WHAT IS REQUIRED ▸
Return every entry exactly as written.
*** Opening of EXERCISE MATERIALS ***
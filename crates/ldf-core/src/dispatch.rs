//! # Family Dispatcher
//!
//! Routes a family tag to the matching base distribution. Shapes are decoded
//! afresh on every call; nothing is cached between queries.

use crate::distributions::{
    BaseFamily, CarpetedDoubleGeometricDistribution, CarpetedGeometricDistribution, DensityCurve,
    UniformDistribution,
};
use crate::errors::{LdfError, LdfResult};
use crate::types::{DistributionFamily, FamilyParams, LdfType, ShiftMode};

/// A decoded shape of one of the supported families
#[derive(Debug, Clone, Copy, PartialEq, Eq)]
pub enum Shape {
    Uniform(UniformDistribution),
    GeometricWithCarpet(CarpetedGeometricDistribution),
    DoubleGeometricWithCarpet(CarpetedDoubleGeometricDistribution),
}

impl Shape {
    /// Decode `family_params` against the reference tick.
    /// `None` and unrecognized families are rejected.
    pub fn decode(
        family: DistributionFamily,
        reference_tick: i32,
        tick_spacing: i32,
        family_params: &FamilyParams,
    ) -> LdfResult<Self> {
        match family {
            DistributionFamily::Uniform => Ok(Self::Uniform(UniformDistribution::decode(
                reference_tick,
                tick_spacing,
                family_params,
            ))),
            DistributionFamily::GeometricWithCarpet => Ok(Self::GeometricWithCarpet(
                CarpetedGeometricDistribution::decode(reference_tick, tick_spacing, family_params),
            )),
            DistributionFamily::DoubleGeometricWithCarpet => Ok(Self::DoubleGeometricWithCarpet(
                CarpetedDoubleGeometricDistribution::decode(
                    reference_tick,
                    tick_spacing,
                    family_params,
                ),
            )),
            DistributionFamily::None | DistributionFamily::Unrecognized(_) => {
                Err(LdfError::InvalidParams)
            }
        }
    }

    pub fn family(&self) -> DistributionFamily {
        match self {
            Self::Uniform(_) => UniformDistribution::FAMILY,
            Self::GeometricWithCarpet(_) => CarpetedGeometricDistribution::FAMILY,
            Self::DoubleGeometricWithCarpet(_) => CarpetedDoubleGeometricDistribution::FAMILY,
        }
    }

    pub fn shift_mode(&self) -> ShiftMode {
        match self {
            Self::Uniform(shape) => shape.shift_mode(),
            Self::GeometricWithCarpet(shape) => shape.shift_mode(),
            Self::DoubleGeometricWithCarpet(shape) => shape.shift_mode(),
        }
    }

    pub fn anchor_tick(&self) -> i32 {
        match self {
            Self::Uniform(shape) => shape.anchor_tick(),
            Self::GeometricWithCarpet(shape) => shape.anchor_tick(),
            Self::DoubleGeometricWithCarpet(shape) => shape.anchor_tick(),
        }
    }

    pub fn with_anchor(&self, anchor_tick: i32) -> Self {
        match self {
            Self::Uniform(shape) => Self::Uniform(shape.with_anchor(anchor_tick)),
            Self::GeometricWithCarpet(shape) => {
                Self::GeometricWithCarpet(shape.with_anchor(anchor_tick))
            }
            Self::DoubleGeometricWithCarpet(shape) => {
                Self::DoubleGeometricWithCarpet(shape.with_anchor(anchor_tick))
            }
        }
    }
}

impl DensityCurve for Shape {
    fn tick_spacing(&self) -> i32 {
        match self {
            Self::Uniform(shape) => shape.tick_spacing(),
            Self::GeometricWithCarpet(shape) => shape.tick_spacing(),
            Self::DoubleGeometricWithCarpet(shape) => shape.tick_spacing(),
        }
    }

    fn liquidity_density_x64(&self, rounded_tick: i32) -> LdfResult<u128> {
        match self {
            Self::Uniform(shape) => shape.liquidity_density_x64(rounded_tick),
            Self::GeometricWithCarpet(shape) => shape.liquidity_density_x64(rounded_tick),
            Self::DoubleGeometricWithCarpet(shape) => shape.liquidity_density_x64(rounded_tick),
        }
    }

    fn cumulative_amount0_x64(&self, rounded_tick: i32) -> LdfResult<u128> {
        match self {
            Self::Uniform(shape) => shape.cumulative_amount0_x64(rounded_tick),
            Self::GeometricWithCarpet(shape) => shape.cumulative_amount0_x64(rounded_tick),
            Self::DoubleGeometricWithCarpet(shape) => shape.cumulative_amount0_x64(rounded_tick),
        }
    }

    fn cumulative_amount1_x64(&self, rounded_tick: i32) -> LdfResult<u128> {
        match self {
            Self::Uniform(shape) => shape.cumulative_amount1_x64(rounded_tick),
            Self::GeometricWithCarpet(shape) => shape.cumulative_amount1_x64(rounded_tick),
            Self::DoubleGeometricWithCarpet(shape) => shape.cumulative_amount1_x64(rounded_tick),
        }
    }
}

/// Structural validation routed by family. `None` and unrecognized families
/// are never valid.
pub fn is_valid_params(
    tick_spacing: i32,
    twap_lookback_seconds: u32,
    family: DistributionFamily,
    family_params: &FamilyParams,
    ldf_type: LdfType,
) -> bool {
    match family {
        DistributionFamily::Uniform => UniformDistribution::is_valid_params(
            tick_spacing,
            twap_lookback_seconds,
            family_params,
            ldf_type,
        ),
        DistributionFamily::GeometricWithCarpet => CarpetedGeometricDistribution::is_valid_params(
            tick_spacing,
            twap_lookback_seconds,
            family_params,
            ldf_type,
        ),
        DistributionFamily::DoubleGeometricWithCarpet => {
            CarpetedDoubleGeometricDistribution::is_valid_params(
                tick_spacing,
                twap_lookback_seconds,
                family_params,
                ldf_type,
            )
        }
        DistributionFamily::None | DistributionFamily::Unrecognized(_) => false,
    }
}

#[cfg(test)]
mod tests {
    use super::*;
    use crate::codec::write_i24;
    use crate::constants::FAMILY_PARAMS_SIZE;

    fn uniform(lower: i32, upper: i32) -> FamilyParams {
        let mut params = [0u8; FAMILY_PARAMS_SIZE];
        params[0] = ShiftMode::Static as u8;
        write_i24(&mut params, 1, lower);
        write_i24(&mut params, 4, upper);
        params
    }

    #[test]
    fn test_unsupported_families_rejected() {
        let params = uniform(-60, 60);
        assert_eq!(
            Shape::decode(DistributionFamily::None, 0, 60, &params),
            Err(LdfError::InvalidParams)
        );
        assert_eq!(
            Shape::decode(DistributionFamily::Unrecognized(9), 0, 60, &params),
            Err(LdfError::InvalidParams)
        );
        let stateful = LdfType::DynamicAndStateful;
        assert!(!is_valid_params(60, 0, DistributionFamily::None, &params, stateful));
        assert!(!is_valid_params(60, 0, DistributionFamily::Unrecognized(4), &params, stateful));
        assert!(is_valid_params(60, 0, DistributionFamily::Uniform, &params, stateful));
    }

    #[test]
    fn test_shape_matches_family() {
        let params = uniform(-60, 60);
        let shape = Shape::decode(DistributionFamily::Uniform, 0, 60, &params).unwrap();
        let direct = UniformDistribution::decode(0, 60, &params);
        assert_eq!(shape.family(), DistributionFamily::Uniform);
        assert_eq!(shape.query(0).unwrap(), direct.query(0).unwrap());
        assert_eq!(shape.anchor_tick(), -60);
        assert_eq!(shape.with_anchor(0).anchor_tick(), 0);
    }
}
*** Close of EXERCISE MATERIALS ***
RESPONSE TO THIS TASK ▸
filename crates/ldf-core/src/dispatch.rs
//! # Family Dispatcher
//!
//! Routes a family tag to the matching base distribution. Shapes are decoded
//! afresh on every call; nothing is cached between queries.

use crate::distributions::{
    BaseFamily, CarpetedDoubleGeometricDistribution, CarpetedGeometricDistribution, DensityCurve,
    UniformDistribution,
};
use crate::errors::{LdfError, LdfResult};
use crate::types::{DistributionFamily, FamilyParams, LdfType, ShiftMode};

/// A decoded shape of one of the supported families
#[derive(Debug, Clone, Copy, PartialEq, Eq)]
pub enum Shape {
    Uniform(UniformDistribution),
    GeometricWithCarpet(CarpetedGeometricDistribution),
    DoubleGeometricWithCarpet(CarpetedDoubleGeometricDistribution),
}

impl Shape {
    /// Decode `family_params` against the reference tick.
    /// `None` and unrecognized families are rejected.
    pub fn decode(
        family: DistributionFamily,
        reference_tick: i32,
        tick_spacing: i32,
        family_params: &FamilyParams,
    ) -> LdfResult<Self> {
        match family {
            DistributionFamily::Uniform => Ok(Self::Uniform(UniformDistribution::decode(
                reference_tick,
                tick_spacing,
                family_params,
            ))),
            DistributionFamily::GeometricWithCarpet => Ok(Self::GeometricWithCarpet(
                CarpetedGeometricDistribution::decode(reference_tick, tick_spacing, family_params),
            )),
            DistributionFamily::DoubleGeometricWithCarpet => Ok(Self::DoubleGeometricWithCarpet(
                CarpetedDoubleGeometricDistribution::decode(
                    reference_tick,
                    tick_spacing,
                    family_params,
                ),
            )),
            DistributionFamily::None | DistributionFamily::Unrecognized(_) => {
                Err(LdfError::InvalidParams)
            }
        }
    }

    pub fn family(&self) -> DistributionFamily {
        match self {
            Self::Uniform(_) => UniformDistribution::FAMILY,
            Self::GeometricWithCarpet(_) => CarpetedGeometricDistribution::FAMILY,
            Self::DoubleGeometricWithCarpet(_) => CarpetedDoubleGeometricDistribution::FAMILY,
        }
    }

    pub fn shift_mode(&self) -> ShiftMode {
        match self {
            Self::Uniform(shape) => shape.shift_mode(),
            Self::GeometricWithCarpet(shape) => shape.shift_mode(),
            Self::DoubleGeometricWithCarpet(shape) => shape.shift_mode(),
        }
    }

    pub fn anchor_tick(&self) -> i32 {
        match self {
            Self::Uniform(shape) => shape.anchor_tick(),
            Self::GeometricWithCarpet(shape) => shape.anchor_tick(),
            Self::DoubleGeometricWithCarpet(shape) => shape.anchor_tick(),
        }
    }

    pub fn with_anchor(&self, anchor_tick: i32) -> Self {
        match self {
            Self::Uniform(shape) => Self::Uniform(shape.with_anchor(anchor_tick)),
            Self::GeometricWithCarpet(shape) => {
                Self::GeometricWithCarpet(shape.with_anchor(anchor_tick))
            }
            Self::DoubleGeometricWithCarpet(shape) => {
                Self::DoubleGeometricWithCarpet(shape.with_anchor(anchor_tick))
            }
        }
    }
}

impl DensityCurve for Shape {
    fn tick_spacing(&self) -> i32 {
        match self {
            Self::Uniform(shape) => shape.tick_spacing(),
            Self::GeometricWithCarpet(shape) => shape.tick_spacing(),
            Self::DoubleGeometricWithCarpet(shape) => shape.tick_spacing(),
        }
    }

    fn liquidity_density_x64(&self, rounded_tick: i32) -> LdfResult<u128> {
        match self {
            Self::Uniform(shape) => shape.liquidity_density_x64(rounded_tick),
            Self::GeometricWithCarpet(shape) => shape.liquidity_density_x64(rounded_tick),
            Self::DoubleGeometricWithCarpet(shape) => shape.liquidity_density_x64(rounded_tick),
        }
    }

    fn cumulative_amount0_x64(&self, rounded_tick: i32) -> LdfResult<u128> {
        match self {
            Self::Uniform(shape) => shape.cumulative_amount0_x64(rounded_tick),
            Self::GeometricWithCarpet(shape) => shape.cumulative_amount0_x64(rounded_tick),
            Self::DoubleGeometricWithCarpet(shape) => shape.cumulative_amount0_x64(rounded_tick),
        }
    }

    fn cumulative_amount1_x64(&self, rounded_tick: i32) -> LdfResult<u128> {
        match self {
            Self::Uniform(shape) => shape.cumulative_amount1_x64(rounded_tick),
            Self::GeometricWithCarpet(shape) => shape.cumulative_amount1_x64(rounded_tick),
            Self::DoubleGeometricWithCarpet(shape) => shape.cumulative_amount1_x64(rounded_tick),
        }
    }
}

/// Structural validation routed by family. `None` and unrecognized families
/// are never valid.
pub fn is_valid_params(
    tick_spacing: i32,
    twap_lookback_seconds: u32,
    family: DistributionFamily,
    family_params: &FamilyParams,
    ldf_type: LdfType,
) -> bool {
    match family {
        DistributionFamily::Uniform => UniformDistribution::is_valid_params(
            tick_spacing,
            twap_lookback_seconds,
            family_params,
            ldf_type,
        ),
        DistributionFamily::GeometricWithCarpet => CarpetedGeometricDistribution::is_valid_params(
            tick_spacing,
            twap_lookback_seconds,
            family_params,
            ldf_type,
        ),
        DistributionFamily::DoubleGeometricWithCarpet => {
            CarpetedDoubleGeometricDistribution::is_valid_params(
                tick_spacing,
                twap_lookback_seconds,
                family_params,
                ldf_type,
            )
        }
        DistributionFamily::None | DistributionFamily::Unrecognized(_) => false,
    }
}

#[cfg(test)]
mod tests {
    use super::*;
    use crate::codec::write_i24;
    use crate::constants::FAMILY_PARAMS_SIZE;

    fn uniform(lower: i32, upper: i32) -> FamilyParams {
        let mut params = [0u8; FAMILY_PARAMS_SIZE];
        params[0] = ShiftMode::Static as u8;
        write_i24(&mut params, 1, lower);
        write_i24(&mut params, 4, upper);
        params
    }

    #[test]
    fn test_unsupported_families_rejected() {
        let params = uniform(-60, 60);
        assert_eq!(
            Shape::decode(DistributionFamily::None, 0, 60, &params),
            Err(LdfError::InvalidParams)
        );
        assert_eq!(
            Shape::decode(DistributionFamily::Unrecognized(9), 0, 60, &params),
            Err(LdfError::InvalidParams)
        );
        let stateful = LdfType::DynamicAndStateful;
        assert!(!is_valid_params(60, 0, DistributionFamily::None, &params, stateful));
        assert!(!is_valid_params(60, 0, DistributionFamily::Unrecognized(4), &params, stateful));
        assert!(is_valid_params(60, 0, DistributionFamily::Uniform, &params, stateful));
    }

    #[test]
    fn test_shape_matches_family() {
        let params = uniform(-60, 60);
        let shape = Shape::decode(DistributionFamily::Uniform, 0, 60, &params).unwrap();
        let direct = UniformDistribution::decode(0, 60, &params);
        assert_eq!(shape.family(), DistributionFamily::Uniform);
        assert_eq!(shape.query(0).unwrap(), direct.query(0).unwrap());
        assert_eq!(shape.anchor_tick(), -60);
        assert_eq!(shape.with_anchor(0).anchor_tick(), 0);
    }
}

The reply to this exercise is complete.